L’ultimo rapporto, il sesto, reso pubblico dal Giei alla fine del secondo mandato, lo scorso 31 luglio, parla apertamente di “meccanismi, forme di azione e interessi che limitano le indagini e la conoscenza della verità, di ostacoli all’accesso a livelli più ampi di informazioni”.

Benché il presidente Andrés Manuel Lòpez Obrador (Amlo), in carica dal 2018, ne avesse fatto una bandiera in campagna elettorale e si fosse speso nel 2020 per il ritorno degli esperti in Messico, avviando l’apertura degli archivi, il suo ministero della Difesa non è stato conseguente. E ancora una volta gli investigatori si sono trovati davanti a un muro di falsità.

Già nel dossier numero uno Beristain e i suoi avevano cominciato a svelarle. La sorte dei ragazzi decisa a mezzanotte? Una donna conserva nel cellulare il messaggio del figlio all’1,16: “Mamma, fammi una ricarica urgente”. L’allievo dunque a quell’ora era vivo, e non poteva trovarsi nella zona della discarica di Cocula, priva di copertura, dove secondo la veridad històrica si sarebbe consumato il massacro. Gli autobus sui quali erano saliti gli studenti erano quattro? Gli esperti ne scoprono un quinto, cruciale, visionando un raro spezzone di registrazione delle telecamere di sorveglianza, sopravvissuto alle manipolazioni e ai furti. Soprattutto: è stato un delitto perpetrato dai narcos assieme a un paio di agenti locali corrotti? Il gruppo di Beristain dimostra, grazie alle tracce lasciate dai cellulari, la presenza, ossessivamente smentita a ogni livello, di forze di polizia, da quella urbana a quella federale, assieme a esponenti dell’intelligence e a militari dell’esercito, nella zona della scomparsa dei ragazzi, esattamente quella notte e il giorno successivo.

“Ora abbiamo una faccia migliore –dice uno dei papà al dottore- non felici certo, ma ci avete tolto un peso di dosso, il peso della bugia”. Per quale ragione, però, i ragazzi sono stati sequestrati e uccisi?
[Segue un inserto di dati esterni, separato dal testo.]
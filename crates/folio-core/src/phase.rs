/// Lifecycle shared by the pointer-driven trackers.
///
/// `Idle -> Tracking` on the first move, back to `Idle` on leave or unmount.
/// There is no error or terminal state.
#[derive(Clone, Copy, Debug, Default, PartialEq, Eq)]
pub enum TrackingPhase {
    #[default]
    Idle,
    Tracking,
}

impl TrackingPhase {
    #[inline]
    pub fn is_tracking(self) -> bool {
        matches!(self, TrackingPhase::Tracking)
    }
}
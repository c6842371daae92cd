use folio_core::{
    MotionCallback, MotionSource, NoMotionPreference, Subscription, REDUCED_MOTION_QUERY,
};
use gloo_events::EventListener;
use web_sys as web;

/// `prefers-reduced-motion` through `window.matchMedia`.
pub struct MediaQueryMotion {
    query: web::MediaQueryList,
}

impl MediaQueryMotion {
    pub fn new(window: &web::Window) -> Option<Self> {
        window
            .match_media(REDUCED_MOTION_QUERY)
            .ok()
            .flatten()
            .map(|query| Self { query })
    }
}

impl MotionSource for MediaQueryMotion {
    fn prefers_reduced_motion(&self) -> bool {
        self.query.matches()
    }

    fn subscribe(&self, mut callback: MotionCallback) -> Subscription {
        let query = self.query.clone();
        // The listener keeps its own handle on the MediaQueryList, so the
        // query stays alive for as long as the subscription does.
        let listener = EventListener::new(&self.query, "change", move |_| {
            callback(query.matches());
        });
        Subscription::new(move || drop(listener))
    }
}

/// Best available source; browsers without `matchMedia` allow motion.
pub fn detect(window: &web::Window) -> Box<dyn MotionSource> {
    match MediaQueryMotion::new(window) {
        Some(mq) => {
            log::info!("[motion] reduced motion = {}", mq.prefers_reduced_motion());
            Box::new(mq)
        }
        None => {
            log::info!("[motion] matchMedia unavailable; motion allowed");
            Box::new(NoMotionPreference)
        }
    }
}
// CSS values derived from a presentation snapshot.
// Kept free of web-sys so the host tests can include it directly.

use folio_core::{
    progress_percent, PointerState, SpotlightPosition, TiltAngles, CURSOR_RING_EMPHASIZED_PX,
    CURSOR_RING_PX, CURSOR_TRANSITION_MS, SPOTLIGHT_TRANSITION_MS, TILT_PERSPECTIVE_PX,
    TILT_TRANSITION_MS,
};

#[inline]
pub fn opacity(visible: bool) -> &'static str {
    if visible {
        "1"
    } else {
        "0"
    }
}

#[inline]
pub fn px(value: f32) -> String {
    format!("{value}px")
}

pub fn cursor_ring_diameter(pointer: &PointerState) -> f32 {
    if pointer.emphasized {
        CURSOR_RING_EMPHASIZED_PX
    } else {
        CURSOR_RING_PX
    }
}

pub fn cursor_ring_transition() -> String {
    let ms = CURSOR_TRANSITION_MS;
    format!("width {ms}ms ease, height {ms}ms ease, opacity {ms}ms ease")
}

/// Width of the scroll indicator bar, one decimal of percent.
pub fn progress_width(progress: f32) -> String {
    format!("{}%", progress_percent(progress))
}

pub fn spotlight_background(spot: SpotlightPosition) -> String {
    format!(
        "radial-gradient(circle at {}% {}%, rgba(255,255,255,0.12), transparent 55%)",
        spot.x, spot.y
    )
}

pub fn spotlight_transition(reduced_motion: bool) -> String {
    if reduced_motion {
        "none".to_string()
    } else {
        format!("background {SPOTLIGHT_TRANSITION_MS}ms ease")
    }
}

/// Reduced motion renders no transform at all, whatever pose the tracker holds.
pub fn hero_transform(tilt: TiltAngles, reduced_motion: bool) -> String {
    if reduced_motion {
        return "none".to_string();
    }
    format!(
        "perspective({TILT_PERSPECTIVE_PX}px) rotateX({}deg) rotateY({}deg)",
        tilt.rx, tilt.ry
    )
}

pub fn hero_transition() -> String {
    format!("transform {TILT_TRANSITION_MS}ms ease")
}

#[inline]
pub fn reduced_motion_flag(reduced_motion: bool) -> &'static str {
    if reduced_motion {
        "1"
    } else {
        "0"
    }
}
Che cosa le indagini del Giei sono arrivate a stabilire?

“Innanzi tutto gli studenti entrarono nella cittadina di Iguala (roccaforte dei narcos) non come provocazione, come si era detto, ma per caso”, precisa Beristain. Bisogna ricostruire il contesto. Eredità della Rivoluzione e di un Messico campesino dimenticato dai governi recenti, la Escuela Normal Rural di Ayotzinapa forma alle professioni tecniche agricole i figli (maschi) dei contadini del Guerrero e mantiene una tradizione combattente bollata come di sinistra. Nelle intercettazioni dei militari, i ragazzi sono insultati come ayotzinapos de mierda, considerati dei facinorosi, trattati con sospetto. La sera del 26 settembre 2014 i normalisti cercano degli autobus per viaggiare verso Città del Messico e partecipare alla commemorazione, il 2 ottobre, del massacro di Tlatelolco (la strage degli studenti del 1968). In città arrivano per un equivoco, perché un primo autista li porta alla principale stazione dei bus e lì li lascia. Nel parcheggio gli allievi si rendono conto che ci sono molti mezzi a disposizione, chiamano i compagni, e decidono di partire tutti assieme da Iguala verso la capitale. Non ci arriveranno mai, fermati appena all’uscita dall’assalto di uomini armati.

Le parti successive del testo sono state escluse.